Baru sejenak pikirannya melayang, Andini sudah dikejutkan dengan ketukan di pintu kamar mandi.

"Din, aku ikut mandi ya.."

***

Satya hanya mengernyitkan dahi melihat istrinya mondar-mandir memperhatikan dirinya di cermin. Matanya yang semula fokus menatap laptop membaca bahan skripsi Andini jadi terbagi.

"Ngapain sih kamu bolak-balik begitu?"

"Mas, aku gemukan ya?" Tanya Andini tanpa menghiraukan pertanyaan suaminya.

"Sedikit."

"Banyak kok. Lihat nih lengan sama perut aku tambah gede." Andini memposisikan dirinya di depan Satya yang duduk santai.

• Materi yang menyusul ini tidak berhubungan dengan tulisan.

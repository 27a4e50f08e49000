//! Core record types.
//!
//! This module defines the type-safe record lifecycle using the typestate pattern.
//! Each record progresses through distinct states, enforced at compile time.

use std::collections::BTreeMap;
use std::path::PathBuf;

use chrono::{DateTime, Utc};
use serde::{Deserialize, Serialize};

use crate::compiler::Artifact;
use crate::mailer::DeliveryReceipt;

/// Persisted state name, used for listing and filtering records.
#[derive(Debug, Clone, Copy, PartialEq, Eq, Hash, Serialize, Deserialize)]
#[serde(rename_all = "lowercase")]
pub enum RecordStatus {
    Pending,
    Rendered,
    Compiled,
    Sent,
    Archived,
    Failed,
}

impl RecordStatus {
    pub fn as_str(&self) -> &'static str {
        match self {
            RecordStatus::Pending => "pending",
            RecordStatus::Rendered => "rendered",
            RecordStatus::Compiled => "compiled",
            RecordStatus::Sent => "sent",
            RecordStatus::Archived => "archived",
            RecordStatus::Failed => "failed",
        }
    }
}

impl std::fmt::Display for RecordStatus {
    fn fmt(&self, f: &mut std::fmt::Formatter<'_>) -> std::fmt::Result {
        f.write_str(self.as_str())
    }
}

impl std::str::FromStr for RecordStatus {
    type Err = String;

    fn from_str(s: &str) -> Result<Self, Self::Err> {
        match s {
            "pending" => Ok(RecordStatus::Pending),
            "rendered" => Ok(RecordStatus::Rendered),
            "compiled" => Ok(RecordStatus::Compiled),
            "sent" => Ok(RecordStatus::Sent),
            "archived" => Ok(RecordStatus::Archived),
            "failed" => Ok(RecordStatus::Failed),
            _ => Err(format!("Invalid record status: {}", s)),
        }
    }
}

/// Marker trait for valid record states.
pub trait RecordState: Send + Sync {}

/// One recipient's document moving through the pipeline.
///
/// The generic parameter `T` is the current state; transitions consume the
/// record and return it in the next state.
#[derive(Debug, Clone, Serialize, Deserialize)]
pub struct Record<T: RecordState> {
    /// The current state of the record.
    pub state: T,
    /// The input data, fixed once the record is discovered.
    pub data: RecordData,
}

/// Input data for a record, as read from the data directory.
#[derive(Debug, Clone, PartialEq, Serialize, Deserialize)]
pub struct RecordData {
    pub id: RecordId,

    /// Envelope recipients. Never empty.
    pub recipients: Vec<String>,

    /// Mail subject override; may contain placeholders.
    #[serde(default, skip_serializing_if = "Option::is_none")]
    pub subject: Option<String>,

    /// Plain-text mail body override; may contain placeholders.
    #[serde(default, skip_serializing_if = "Option::is_none")]
    pub body: Option<String>,

    /// Optional HTML alternative for the mail body.
    #[serde(default, skip_serializing_if = "Option::is_none")]
    pub body_html: Option<String>,

    /// Template file name under the templates directory. `None` uses the
    /// configured default.
    #[serde(default, skip_serializing_if = "Option::is_none")]
    pub template: Option<String>,

    /// Placeholder values.
    pub values: BTreeMap<String, SubstitutionValue>,

    /// Input file in the data directory this record was read from.
    pub source_file: PathBuf,
}

/// A value substituted into a template placeholder.
#[derive(Debug, Clone, PartialEq, Serialize, Deserialize)]
#[serde(untagged)]
pub enum SubstitutionValue {
    /// Written verbatim.
    Number(serde_json::Number),
    /// Escaped for the document markup before insertion.
    Text(String),
    /// Inserted unmodified; the producer is responsible for escaping.
    Markup { markup: String },
}

impl From<&str> for SubstitutionValue {
    fn from(s: &str) -> Self {
        SubstitutionValue::Text(s.to_string())
    }
}

impl From<String> for SubstitutionValue {
    fn from(s: String) -> Self {
        SubstitutionValue::Text(s)
    }
}

/// Attempt counters carried through every state.
#[derive(Debug, Clone, Copy, Default, PartialEq, Eq, Serialize, Deserialize)]
pub struct Attempts {
    /// Failed compilation attempts so far.
    pub compile: u32,
    /// Failed delivery attempts so far.
    pub delivery: u32,
}

/// Subject and bodies of the outgoing mail, fixed at render time.
#[derive(Debug, Clone, PartialEq, Eq, Serialize, Deserialize)]
pub struct MailContent {
    pub subject: String,
    pub body_text: String,
    #[serde(default, skip_serializing_if = "Option::is_none")]
    pub body_html: Option<String>,
}

/// Pipeline stage at which a record failed.
#[derive(Debug, Clone, Copy, PartialEq, Eq, Serialize, Deserialize)]
#[serde(rename_all = "lowercase")]
pub enum Stage {
    Intake,
    Render,
    Compile,
    Deliver,
}

// ============================================================================
// Record States
// ============================================================================

/// Record is waiting to be rendered.
///
/// Initial state for newly discovered records, and the state a record
/// returns to when a compilation attempt fails with attempts remaining.
#[derive(Debug, Clone, Serialize, Deserialize)]
pub struct Pending {
    pub attempts: Attempts,
    pub discovered_at: DateTime<Utc>,
    /// Earliest time the record may be rendered again (retry backoff).
    pub not_before: Option<DateTime<Utc>>,
    /// Diagnostic from the previous failed attempt, if any.
    pub last_error: Option<String>,
}

impl RecordState for Pending {}

/// Template has been filled and written to the record's working directory.
#[derive(Debug, Clone, Serialize, Deserialize)]
pub struct Rendered {
    pub attempts: Attempts,
    pub discovered_at: DateTime<Utc>,
    pub rendered_at: DateTime<Utc>,
    /// Rendered source file.
    pub source: PathBuf,
    pub mail: MailContent,
    /// Artifact kept from an earlier compilation when delivery is retried.
    pub artifact: Option<Artifact>,
    /// Earliest time the next stage may run (retry backoff).
    pub not_before: Option<DateTime<Utc>>,
    /// Diagnostic from the previous failed delivery attempt, if any.
    pub last_error: Option<String>,
}

impl RecordState for Rendered {}

/// Rendered source compiled into an artifact, ready for delivery.
#[derive(Debug, Clone, Serialize, Deserialize)]
pub struct Compiled {
    pub attempts: Attempts,
    pub discovered_at: DateTime<Utc>,
    pub rendered_at: DateTime<Utc>,
    pub compiled_at: DateTime<Utc>,
    pub source: PathBuf,
    pub mail: MailContent,
    pub artifact: Artifact,
}

impl RecordState for Compiled {}

/// Mail transport accepted the message.
#[derive(Debug, Clone, Serialize, Deserialize)]
pub struct Sent {
    pub attempts: Attempts,
    pub discovered_at: DateTime<Utc>,
    pub compiled_at: DateTime<Utc>,
    pub sent_at: DateTime<Utc>,
    pub artifact: Artifact,
    pub receipt: DeliveryReceipt,
}

impl RecordState for Sent {}

/// Record and all its files were moved to the archive area (terminal).
#[derive(Debug, Clone, Serialize, Deserialize)]
pub struct Archived {
    pub attempts: Attempts,
    pub sent_at: DateTime<Utc>,
    pub archived_at: DateTime<Utc>,
    /// Directory holding the archived files.
    pub location: PathBuf,
    pub receipt: DeliveryReceipt,
}

impl RecordState for Archived {}

/// Reason why a record failed permanently.
#[derive(Debug, Clone, Serialize, Deserialize, PartialEq, Eq)]
#[serde(tag = "type", content = "details")]
pub enum FailureReason {
    /// The input file could not be turned into a record.
    InvalidRecord { error: String },

    /// Template placeholders without a value. Retrying cannot help.
    MissingSubstitution { keys: Vec<String> },

    /// Compilation kept failing until the attempt limit was reached.
    CompilationFailed { attempts: u32, diagnostics: String },

    /// Mail transport rejected the message permanently.
    DeliveryRejected { error: String },

    /// Transient delivery failures until the attempt limit was reached.
    DeliveryRetriesExhausted { attempts: u32, error: String },
}

impl FailureReason {
    /// Returns a human-readable diagnostic for this failure reason.
    pub fn to_error_message(&self) -> String {
        match self {
            FailureReason::InvalidRecord { error } => format!("Invalid record: {}", error),
            FailureReason::MissingSubstitution { keys } => {
                format!("Missing substitution for placeholder(s): {}", keys.join(", "))
            }
            FailureReason::CompilationFailed {
                attempts,
                diagnostics,
            } => format!(
                "Compilation failed after {} attempt(s): {}",
                attempts, diagnostics
            ),
            FailureReason::DeliveryRejected { error } => {
                format!("Delivery rejected: {}", error)
            }
            FailureReason::DeliveryRetriesExhausted { attempts, error } => format!(
                "Delivery failed after {} attempt(s): {}",
                attempts, error
            ),
        }
    }
}

/// Record failed permanently (terminal).
#[derive(Debug, Clone, Serialize, Deserialize)]
pub struct Failed {
    pub reason: FailureReason,
    pub stage: Stage,
    pub failed_at: DateTime<Utc>,
    pub attempts: Attempts,
}

impl RecordState for Failed {}

/// Identifier of a record, unique within the data directory.
///
/// Derived from the input file name (or an explicit `id` field) and
/// restricted to characters that are safe in file names.
#[derive(Debug, Clone, PartialEq, Eq, Hash, PartialOrd, Ord, Serialize, Deserialize)]
#[serde(transparent)]
pub struct RecordId(String);

impl RecordId {
    const MAX_LEN: usize = 64;

    /// Build an identifier, replacing runs of unsafe characters with `_`.
    pub fn sanitized(raw: &str) -> Self {
        let mut id = String::with_capacity(raw.len());
        let mut last_was_replacement = false;
        for c in raw.trim().chars() {
            if c.is_alphanumeric() || c == '-' || c == '_' {
                id.push(c);
                last_was_replacement = false;
            } else if !last_was_replacement {
                id.push('_');
                last_was_replacement = true;
            }
        }
        let mut id: String = id.chars().take(Self::MAX_LEN).collect();
        if id.is_empty() {
            id.push_str("record");
        }
        RecordId(id)
    }

    pub fn as_str(&self) -> &str {
        &self.0
    }
}

impl std::fmt::Display for RecordId {
    fn fmt(&self, f: &mut std::fmt::Formatter<'_>) -> std::fmt::Result {
        f.write_str(&self.0)
    }
}

impl From<&str> for RecordId {
    fn from(s: &str) -> Self {
        RecordId::sanitized(s)
    }
}

impl std::ops::Deref for RecordId {
    type Target = str;
    fn deref(&self) -> &Self::Target {
        &self.0
    }
}

// ============================================================================
// Unified Record Representation
// ============================================================================

/// Enum that can hold a record in any state.
///
/// This is the persisted form of a record: the state ledger stores exactly
/// one `AnyRecord` per record.
#[derive(Debug, Clone, Serialize, Deserialize)]
#[serde(tag = "state", content = "record", rename_all = "lowercase")]
pub enum AnyRecord {
    Pending(Record<Pending>),
    Rendered(Record<Rendered>),
    Compiled(Record<Compiled>),
    Sent(Record<Sent>),
    Archived(Record<Archived>),
    Failed(Record<Failed>),
}

impl AnyRecord {
    /// Get the record ID regardless of state.
    pub fn id(&self) -> &RecordId {
        &self.data().id
    }

    /// Get the record data regardless of state.
    pub fn data(&self) -> &RecordData {
        match self {
            AnyRecord::Pending(r) => &r.data,
            AnyRecord::Rendered(r) => &r.data,
            AnyRecord::Compiled(r) => &r.data,
            AnyRecord::Sent(r) => &r.data,
            AnyRecord::Archived(r) => &r.data,
            AnyRecord::Failed(r) => &r.data,
        }
    }

    /// Get the attempt counters regardless of state.
    pub fn attempts(&self) -> Attempts {
        match self {
            AnyRecord::Pending(r) => r.state.attempts,
            AnyRecord::Rendered(r) => r.state.attempts,
            AnyRecord::Compiled(r) => r.state.attempts,
            AnyRecord::Sent(r) => r.state.attempts,
            AnyRecord::Archived(r) => r.state.attempts,
            AnyRecord::Failed(r) => r.state.attempts,
        }
    }

    pub fn status(&self) -> RecordStatus {
        match self {
            AnyRecord::Pending(_) => RecordStatus::Pending,
            AnyRecord::Rendered(_) => RecordStatus::Rendered,
            AnyRecord::Compiled(_) => RecordStatus::Compiled,
            AnyRecord::Sent(_) => RecordStatus::Sent,
            AnyRecord::Archived(_) => RecordStatus::Archived,
            AnyRecord::Failed(_) => RecordStatus::Failed,
        }
    }

    /// Diagnostic text currently attached to the record, if any.
    pub fn diagnostic(&self) -> Option<String> {
        match self {
            AnyRecord::Pending(r) => r.state.last_error.clone(),
            AnyRecord::Rendered(r) => r.state.last_error.clone(),
            AnyRecord::Failed(r) => Some(r.state.reason.to_error_message()),
            AnyRecord::Compiled(_) | AnyRecord::Sent(_) | AnyRecord::Archived(_) => None,
        }
    }

    /// Check if this record is in a terminal state (Archived or Failed).
    pub fn is_terminal(&self) -> bool {
        matches!(self, AnyRecord::Archived(_) | AnyRecord::Failed(_))
    }
}

// Conversion traits for going from typed Record to AnyRecord

impl From<Record<Pending>> for AnyRecord {
    fn from(r: Record<Pending>) -> Self {
        AnyRecord::Pending(r)
    }
}

impl From<Record<Rendered>> for AnyRecord {
    fn from(r: Record<Rendered>) -> Self {
        AnyRecord::Rendered(r)
    }
}

impl From<Record<Compiled>> for AnyRecord {
    fn from(r: Record<Compiled>) -> Self {
        AnyRecord::Compiled(r)
    }
}

impl From<Record<Sent>> for AnyRecord {
    fn from(r: Record<Sent>) -> Self {
        AnyRecord::Sent(r)
    }
}

impl From<Record<Archived>> for AnyRecord {
    fn from(r: Record<Archived>) -> Self {
        AnyRecord::Archived(r)
    }
}

impl From<Record<Failed>> for AnyRecord {
    fn from(r: Record<Failed>) -> Self {
        AnyRecord::Failed(r)
    }
}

Satya mengulum senyumnya. "Ini juga tambah gede."

Andini langsung melotot saat Satya meremas pantatnya. "Mas, ih..."

"Lagian kamu ini kenapa sih? Tumben ribet soal penampilan."

"Kok aku belum hamil ya, Mas?"

Wajah Andini berubah murung. Satya menarik Andini duduk di pangkuannya.

"Kita kan nikahnya udah setahun lebih, Mas.."

Satya menghela napas. "Anak itu amanah dari Allah, Sayang. Allah sudah mengatur yang terbaik buat kita. Kapan waktunya, kita serahkan pada Allah."

"Tapi aku ingin punya anak, Mas."

Satya memeluk istrinya. "Aku juga ingin, Sayang. Tapi kamu kan juga masih muda. Nih skripsi aja belum kelar-kelar... ditelantarin melulu.." Satya menunjuk laptop dengan dagunya, berusaha mengalihkan pembicaraan agar Andini sejenak lupa. Satya sebenarnya tahu keinginan istrinya, terlihat dari banyaknya test pack yang sudah dicoba Andini.

"Aku kan capek, Mas.. kamu sih kalau ngajak begituan sampai lupa waktu.." jawab Andini sewot lalu beranjak dari pangkuan Satya, kembali menekuri laptopnya.

Satya hanya garuk-garuk kepala. Yahh.. kenapa aku yang disalahin?